A propos de Léonide Plioutch, mathématicien ukrainien parmi les
plus connus dans la communauté scientifique internationale, mon
attention fut attirée sur un article d’Henri Cartan publié dans un de
nos organes d’expression fédéraliste [1]. Il s’élevait contre sa
détention vigoureusement, dénonçant les conditions de son
arrestation (1972), de son jugement (1973) et de son internement
sans limitation de durée, dans des conditions qu’on peut qualifier à
proprement parler d’hallucinantes : celles d’un hôpital psychiatrique
du KGB. Soutenu par un millier d’autres mathématiciens, Henri
Cartan et ses amis parvinrent à faire plier les autorités soviétiques
et obtenir sa remise en liberté.

Quand on a connu Henri Cartan qui était la personnification même
de la simplicité, l’incarnation de la modestie et du sens de la
réserve, toujours infiniment courtois, on mesure à quel point il dut
s’investir dans des réalités pénibles pour venir à bout de
l’injustifiable et de l’injustifié.

 Enfin, raison essentielle de ce bref hommage, ce grand savant et
combattant des droits de l’homme, fut également un « Européen »
de conviction et un fédéraliste engagé comme rarement il m’a été
donné d’en connaître au cours de mon propre périple.
Henri Cartan a, en effet, participé activement à la naissance de
l’Association européenne des enseignants, à l’occasion d’un stage
du Centre international de formation européenne, tenu à La
Brévière, en forêt de Compiègne, au cours des vacances de Pâques
1956, sous l’impulsion d’Alexandre Marc.

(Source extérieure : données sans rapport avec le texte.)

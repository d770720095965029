//! Multipart parsing and the standalone image upload routes.

use axum::body::Bytes;
use axum::extract::multipart::{Multipart, MultipartRejection};
use axum::extract::State;
use axum::routing::post;
use axum::Router;

use crate::error::ApiError;
use crate::images::{StoredImage, MAX_BATCH_IMAGES};
use crate::middleware::AdminSession;
use crate::response::ApiResponse;
use crate::state::AppState;

pub(super) fn router() -> Router<AppState> {
    Router::new()
        .route("/image", post(upload_one))
        .route("/images", post(upload_many))
}

/// A file part of a multipart form.
pub(super) struct FilePart {
    pub field: String,
    pub file_name: String,
    pub content_type: Option<String>,
    pub bytes: Bytes,
}

/// A fully read multipart form.
#[derive(Default)]
pub(super) struct Form {
    pub text: Vec<(String, String)>,
    pub files: Vec<FilePart>,
}

impl Form {
    pub async fn read(multipart: Result<Multipart, MultipartRejection>) -> Result<Self, ApiError> {
        let mut multipart = multipart?;
        let mut form = Form::default();

        while let Some(field) = multipart.next_field().await? {
            let name = field.name().unwrap_or_default().to_string();
            match field.file_name().map(str::to_string) {
                Some(file_name) => {
                    let content_type = field.content_type().map(str::to_string);
                    let bytes = field.bytes().await?;
                    form.files.push(FilePart {
                        field: name,
                        file_name,
                        content_type,
                        bytes,
                    });
                }
                None => {
                    let value = field.text().await?;
                    form.text.push((name, value));
                }
            }
        }
        Ok(form)
    }

    pub fn text(&self, name: &str) -> Option<&str> {
        self.text
            .iter()
            .find(|(field, _)| field == name)
            .map(|(_, value)| value.as_str())
    }

    /// Remove and return the file parts named `name`.
    pub fn take_files(&mut self, name: &str) -> Vec<FilePart> {
        let (taken, rest): (Vec<FilePart>, Vec<FilePart>) = std::mem::take(&mut self.files)
            .into_iter()
            .partition(|part| part.field == name);
        self.files = rest;
        taken
    }
}

/// Store one file part.
pub(super) async fn store(state: &AppState, part: &FilePart) -> Result<StoredImage, ApiError> {
    state
        .images
        .save(&part.file_name, part.content_type.as_deref(), &part.bytes)
        .await
}

async fn upload_one(
    State(state): State<AppState>,
    _session: AdminSession,
    multipart: Result<Multipart, MultipartRejection>,
) -> Result<ApiResponse<StoredImage>, ApiError> {
    let mut form = Form::read(multipart).await?;
    let mut files = form.take_files("image");
    if files.len() > 1 {
        return Err(ApiError::bad_request("Only one image may be uploaded here"));
    }
    let part = files
        .pop()
        .ok_or_else(|| ApiError::bad_request("No file uploaded"))?;

    let stored = store(&state, &part).await?;
    Ok(ApiResponse::ok(stored).with_message("Image uploaded successfully"))
}

async fn upload_many(
    State(state): State<AppState>,
    _session: AdminSession,
    multipart: Result<Multipart, MultipartRejection>,
) -> Result<ApiResponse<Vec<StoredImage>>, ApiError> {
    let mut form = Form::read(multipart).await?;
    let files = form.take_files("images");
    if files.is_empty() {
        return Err(ApiError::bad_request("No files uploaded"));
    }
    if files.len() > MAX_BATCH_IMAGES {
        return Err(ApiError::bad_request(format!(
            "Too many files, at most {MAX_BATCH_IMAGES} per upload"
        )));
    }

    let mut stored = Vec::with_capacity(files.len());
    for part in &files {
        match store(&state, part).await {
            Ok(image) => stored.push(image),
            Err(e) => {
                for image in &stored {
                    state.images.delete_by_url(&image.url).await;
                }
                return Err(e);
            }
        }
    }

    let message = format!("{} image(s) uploaded successfully", stored.len());
    Ok(ApiResponse::ok(stored).with_message(message))
}
use axum::extract::State;
use axum::routing::get;
use axum::Router;
use serde::Serialize;

use crate::response::ApiResponse;
use crate::state::AppState;

#[derive(Debug, Serialize)]
struct Health {
    status: &'static str,
    message: &'static str,
    timestamp: String,
    environment: &'static str,
}

pub(super) fn router() -> Router<AppState> {
    Router::new().route("/", get(health))
}

async fn health(State(state): State<AppState>) -> ApiResponse<Health> {
    ApiResponse::ok(Health {
        status: "OK",
        message: "Notebook store API is running",
        timestamp: chrono::Utc::now().to_rfc3339(),
        environment: state.config.server.environment.as_str(),
    })
}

Premier président de la
section française de l’AEDE, dès l’été qui suivit, il fut également
président du MFE de la région parisienne, assisté dans ses deux
fonctions, par une magnifique militante, aujourd’hui disparue,
Gisèle Bernadou, institutrice retraitée, maire de la ville banlieusarde
de Houilles.

Quand, en 1973, j’ai quitté la présidence de la Commission nationale
française du MFE, après avoir assuré le secrétariat général du
Mouvement depuis sa fondation en 1952, Henri Cartan accepta de
prendre le relais. Il assuma cette tâche, certainement plus ingrate
que celle d’enseigner les mathématiques au plus haut niveau, entre
1974 et 1985 ; il participa scrupuleusement, dans l’exercice de ses
mandats, aux activités de l’UEF internationale à une époque où
Catherina Chizzola pilotait son secrétariat à Bruxelles.

Henri Cartan avait, en outre, une conception « oecuménique » de
son engagement européen, apportant son obole précieuse et
discrète de membre bienfaiteur, ici et là, sans esprit de chapelle.
Voici le souvenir que me laisse Henri Cartan. Pour les plus jeunes,
qui n’ont peut-être même jamais entendu parler de lui jusqu’à ce
jour, il n’est pas inutile qu’ils sachent combien son engagement a
honoré notre mouvement, engagement qui garde toute sa valeur
d’exemple, alors qu’il faut, année après année, savoir affronter de
nouveaux combats et surmonter d’autres obstacles, dans la lumière
de Ventotene.

Notes

[1Henri Cartan, « L’Affaire Plioutch » », Fédéchoses –
Pour le fédéralisme. N° 13, 3ème. année, 1er. trimestre
1976.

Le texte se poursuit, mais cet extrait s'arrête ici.